_Task details_
Search the material for the word "confirm" and copy each line that holds it.

_Entries supplied_
::::

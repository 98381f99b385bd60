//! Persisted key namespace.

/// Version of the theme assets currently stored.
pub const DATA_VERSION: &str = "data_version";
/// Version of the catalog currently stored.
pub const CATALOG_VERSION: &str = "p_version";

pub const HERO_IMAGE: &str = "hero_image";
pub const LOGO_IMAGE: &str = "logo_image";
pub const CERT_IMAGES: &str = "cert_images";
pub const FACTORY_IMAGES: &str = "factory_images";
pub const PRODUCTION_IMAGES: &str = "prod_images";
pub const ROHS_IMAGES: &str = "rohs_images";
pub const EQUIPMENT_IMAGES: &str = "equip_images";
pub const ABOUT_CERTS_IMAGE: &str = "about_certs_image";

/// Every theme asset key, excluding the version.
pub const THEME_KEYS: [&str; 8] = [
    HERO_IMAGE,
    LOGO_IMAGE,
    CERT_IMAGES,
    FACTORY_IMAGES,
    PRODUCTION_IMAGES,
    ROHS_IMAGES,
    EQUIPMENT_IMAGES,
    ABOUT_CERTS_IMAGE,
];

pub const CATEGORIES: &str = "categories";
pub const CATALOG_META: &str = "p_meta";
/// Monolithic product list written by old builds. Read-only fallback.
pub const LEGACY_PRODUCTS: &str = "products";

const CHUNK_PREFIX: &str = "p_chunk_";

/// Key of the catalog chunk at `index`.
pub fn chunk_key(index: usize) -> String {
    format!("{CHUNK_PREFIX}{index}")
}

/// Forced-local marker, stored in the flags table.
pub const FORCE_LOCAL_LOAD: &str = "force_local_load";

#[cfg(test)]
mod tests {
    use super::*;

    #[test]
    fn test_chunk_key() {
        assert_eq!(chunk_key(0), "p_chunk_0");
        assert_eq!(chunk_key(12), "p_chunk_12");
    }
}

::::

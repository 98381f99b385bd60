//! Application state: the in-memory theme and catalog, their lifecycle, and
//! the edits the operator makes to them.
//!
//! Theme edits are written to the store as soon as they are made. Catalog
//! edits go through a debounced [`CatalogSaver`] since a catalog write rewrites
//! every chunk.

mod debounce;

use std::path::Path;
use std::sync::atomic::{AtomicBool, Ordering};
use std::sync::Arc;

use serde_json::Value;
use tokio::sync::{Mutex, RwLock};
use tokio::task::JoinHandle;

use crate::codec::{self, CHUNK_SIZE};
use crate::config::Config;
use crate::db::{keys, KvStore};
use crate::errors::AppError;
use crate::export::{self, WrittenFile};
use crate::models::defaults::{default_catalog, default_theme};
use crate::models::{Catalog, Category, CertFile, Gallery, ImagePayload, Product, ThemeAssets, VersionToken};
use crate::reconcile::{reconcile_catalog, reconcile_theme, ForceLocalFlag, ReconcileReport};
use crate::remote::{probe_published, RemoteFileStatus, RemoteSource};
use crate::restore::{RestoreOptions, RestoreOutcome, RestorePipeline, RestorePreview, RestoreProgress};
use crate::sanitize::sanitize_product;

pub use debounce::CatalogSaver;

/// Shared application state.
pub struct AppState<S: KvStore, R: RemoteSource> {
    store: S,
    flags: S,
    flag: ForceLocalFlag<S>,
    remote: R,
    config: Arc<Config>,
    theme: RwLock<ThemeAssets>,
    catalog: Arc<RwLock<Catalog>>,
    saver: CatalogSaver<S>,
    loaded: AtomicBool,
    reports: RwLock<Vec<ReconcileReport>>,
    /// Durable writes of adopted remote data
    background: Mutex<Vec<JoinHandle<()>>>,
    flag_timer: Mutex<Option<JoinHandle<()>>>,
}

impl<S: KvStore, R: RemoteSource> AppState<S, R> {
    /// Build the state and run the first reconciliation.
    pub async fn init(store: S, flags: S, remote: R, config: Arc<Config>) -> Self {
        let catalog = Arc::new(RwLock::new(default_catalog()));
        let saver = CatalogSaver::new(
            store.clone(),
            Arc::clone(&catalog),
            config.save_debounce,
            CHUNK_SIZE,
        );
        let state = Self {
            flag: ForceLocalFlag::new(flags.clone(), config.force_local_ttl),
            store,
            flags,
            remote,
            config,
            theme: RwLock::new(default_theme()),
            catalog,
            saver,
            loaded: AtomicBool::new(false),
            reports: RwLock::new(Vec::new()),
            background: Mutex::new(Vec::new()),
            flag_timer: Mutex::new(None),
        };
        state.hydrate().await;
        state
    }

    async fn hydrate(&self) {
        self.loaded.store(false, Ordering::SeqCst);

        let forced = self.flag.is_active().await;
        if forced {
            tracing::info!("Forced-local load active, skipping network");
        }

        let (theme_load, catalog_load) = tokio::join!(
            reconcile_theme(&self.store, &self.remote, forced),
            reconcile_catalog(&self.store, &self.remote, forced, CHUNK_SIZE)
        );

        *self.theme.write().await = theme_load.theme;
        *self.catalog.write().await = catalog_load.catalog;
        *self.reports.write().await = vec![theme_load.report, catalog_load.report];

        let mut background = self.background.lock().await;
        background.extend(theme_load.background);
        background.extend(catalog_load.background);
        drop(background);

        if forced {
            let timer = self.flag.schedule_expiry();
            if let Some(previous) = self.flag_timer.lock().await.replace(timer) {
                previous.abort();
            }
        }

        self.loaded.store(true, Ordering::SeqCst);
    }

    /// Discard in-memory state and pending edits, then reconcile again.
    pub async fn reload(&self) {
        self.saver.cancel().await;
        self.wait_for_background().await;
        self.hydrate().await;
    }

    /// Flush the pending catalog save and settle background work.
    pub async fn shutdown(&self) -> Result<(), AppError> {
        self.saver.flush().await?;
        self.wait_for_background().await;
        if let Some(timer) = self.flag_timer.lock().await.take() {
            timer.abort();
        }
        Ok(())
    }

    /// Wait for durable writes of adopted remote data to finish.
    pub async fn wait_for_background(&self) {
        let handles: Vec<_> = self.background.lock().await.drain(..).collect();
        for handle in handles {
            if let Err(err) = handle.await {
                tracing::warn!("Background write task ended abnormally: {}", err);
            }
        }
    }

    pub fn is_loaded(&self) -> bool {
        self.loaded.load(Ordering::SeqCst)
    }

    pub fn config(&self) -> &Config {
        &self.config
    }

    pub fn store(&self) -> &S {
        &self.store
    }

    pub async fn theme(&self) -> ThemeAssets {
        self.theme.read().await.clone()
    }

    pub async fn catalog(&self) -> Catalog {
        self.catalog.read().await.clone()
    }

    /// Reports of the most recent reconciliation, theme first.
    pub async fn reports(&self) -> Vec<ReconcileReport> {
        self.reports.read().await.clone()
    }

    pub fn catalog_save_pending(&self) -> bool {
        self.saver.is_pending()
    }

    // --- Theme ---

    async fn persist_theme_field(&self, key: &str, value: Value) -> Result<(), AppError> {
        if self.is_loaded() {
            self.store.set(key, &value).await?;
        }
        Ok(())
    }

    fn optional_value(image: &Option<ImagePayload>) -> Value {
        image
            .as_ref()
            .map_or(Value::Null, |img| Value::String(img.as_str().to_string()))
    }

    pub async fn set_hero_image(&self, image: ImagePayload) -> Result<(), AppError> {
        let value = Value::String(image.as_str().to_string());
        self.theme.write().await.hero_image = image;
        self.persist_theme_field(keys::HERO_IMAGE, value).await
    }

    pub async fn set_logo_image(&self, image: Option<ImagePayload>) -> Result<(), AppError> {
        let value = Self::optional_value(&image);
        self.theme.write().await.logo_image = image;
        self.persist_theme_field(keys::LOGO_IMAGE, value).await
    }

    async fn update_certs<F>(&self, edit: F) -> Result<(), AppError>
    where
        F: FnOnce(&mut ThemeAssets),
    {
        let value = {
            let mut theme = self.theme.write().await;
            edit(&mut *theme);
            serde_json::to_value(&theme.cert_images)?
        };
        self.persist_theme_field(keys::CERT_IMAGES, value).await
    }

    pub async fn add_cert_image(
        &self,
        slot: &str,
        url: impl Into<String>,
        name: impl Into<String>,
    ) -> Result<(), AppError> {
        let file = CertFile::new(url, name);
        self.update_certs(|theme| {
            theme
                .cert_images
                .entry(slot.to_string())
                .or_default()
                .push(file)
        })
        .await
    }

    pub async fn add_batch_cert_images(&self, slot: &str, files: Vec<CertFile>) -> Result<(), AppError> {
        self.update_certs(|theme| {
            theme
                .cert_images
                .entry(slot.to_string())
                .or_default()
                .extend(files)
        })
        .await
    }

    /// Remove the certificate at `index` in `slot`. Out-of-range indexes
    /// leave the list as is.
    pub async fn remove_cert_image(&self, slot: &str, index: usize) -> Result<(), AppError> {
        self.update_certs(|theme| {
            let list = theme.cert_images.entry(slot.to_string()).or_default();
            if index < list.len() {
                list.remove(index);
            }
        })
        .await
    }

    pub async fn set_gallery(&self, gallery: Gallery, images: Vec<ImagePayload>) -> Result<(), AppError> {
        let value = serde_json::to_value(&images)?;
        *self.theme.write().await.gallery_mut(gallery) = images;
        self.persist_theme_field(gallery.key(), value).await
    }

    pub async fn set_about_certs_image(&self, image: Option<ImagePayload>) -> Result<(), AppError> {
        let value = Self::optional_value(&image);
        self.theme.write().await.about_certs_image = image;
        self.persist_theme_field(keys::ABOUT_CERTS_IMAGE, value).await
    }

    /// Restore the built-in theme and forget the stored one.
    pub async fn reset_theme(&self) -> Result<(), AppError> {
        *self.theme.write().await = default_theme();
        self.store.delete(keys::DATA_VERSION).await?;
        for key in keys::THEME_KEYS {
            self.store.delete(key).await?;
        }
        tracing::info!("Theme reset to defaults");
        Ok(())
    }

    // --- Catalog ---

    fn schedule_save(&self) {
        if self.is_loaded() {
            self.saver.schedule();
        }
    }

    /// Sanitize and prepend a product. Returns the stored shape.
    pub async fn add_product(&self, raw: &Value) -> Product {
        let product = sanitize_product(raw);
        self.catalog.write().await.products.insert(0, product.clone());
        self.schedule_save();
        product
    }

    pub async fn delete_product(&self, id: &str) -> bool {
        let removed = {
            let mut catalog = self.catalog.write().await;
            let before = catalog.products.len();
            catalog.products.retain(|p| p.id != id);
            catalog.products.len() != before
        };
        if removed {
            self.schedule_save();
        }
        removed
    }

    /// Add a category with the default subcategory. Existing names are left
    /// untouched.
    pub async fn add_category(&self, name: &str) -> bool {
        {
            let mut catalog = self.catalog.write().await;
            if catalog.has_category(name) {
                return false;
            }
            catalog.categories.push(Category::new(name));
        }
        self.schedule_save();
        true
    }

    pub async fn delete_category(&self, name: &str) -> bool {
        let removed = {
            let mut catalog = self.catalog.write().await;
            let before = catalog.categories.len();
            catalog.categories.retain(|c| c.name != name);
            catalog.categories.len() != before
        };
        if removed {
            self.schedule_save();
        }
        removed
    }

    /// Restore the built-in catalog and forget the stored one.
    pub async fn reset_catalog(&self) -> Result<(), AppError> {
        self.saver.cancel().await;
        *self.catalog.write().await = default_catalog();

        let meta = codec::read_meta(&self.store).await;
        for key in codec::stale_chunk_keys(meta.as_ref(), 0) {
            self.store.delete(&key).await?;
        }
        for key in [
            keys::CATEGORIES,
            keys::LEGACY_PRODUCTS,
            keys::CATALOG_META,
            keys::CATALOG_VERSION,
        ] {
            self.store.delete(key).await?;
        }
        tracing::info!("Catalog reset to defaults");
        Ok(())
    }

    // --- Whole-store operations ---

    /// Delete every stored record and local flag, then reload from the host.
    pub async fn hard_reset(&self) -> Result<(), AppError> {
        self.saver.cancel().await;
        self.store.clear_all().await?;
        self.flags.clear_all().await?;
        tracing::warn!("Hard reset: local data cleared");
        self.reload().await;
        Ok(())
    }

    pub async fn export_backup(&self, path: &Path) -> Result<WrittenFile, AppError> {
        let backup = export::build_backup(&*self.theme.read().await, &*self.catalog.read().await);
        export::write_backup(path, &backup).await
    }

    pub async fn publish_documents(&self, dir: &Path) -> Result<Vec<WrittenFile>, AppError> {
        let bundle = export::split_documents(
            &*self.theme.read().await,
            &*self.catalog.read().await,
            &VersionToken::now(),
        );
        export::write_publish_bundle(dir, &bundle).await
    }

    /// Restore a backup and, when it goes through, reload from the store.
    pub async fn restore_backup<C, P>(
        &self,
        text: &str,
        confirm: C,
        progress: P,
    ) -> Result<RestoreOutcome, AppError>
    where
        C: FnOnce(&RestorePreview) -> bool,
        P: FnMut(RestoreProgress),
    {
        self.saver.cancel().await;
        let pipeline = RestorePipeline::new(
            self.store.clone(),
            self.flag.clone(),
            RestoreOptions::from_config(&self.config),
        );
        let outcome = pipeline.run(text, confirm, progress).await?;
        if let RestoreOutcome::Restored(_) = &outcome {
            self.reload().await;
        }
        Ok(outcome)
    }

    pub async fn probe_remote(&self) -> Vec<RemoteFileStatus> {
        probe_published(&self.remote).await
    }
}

::::

_Written answer_
        confirm: C,
        let outcome = pipeline.run(text, confirm, progress).await?;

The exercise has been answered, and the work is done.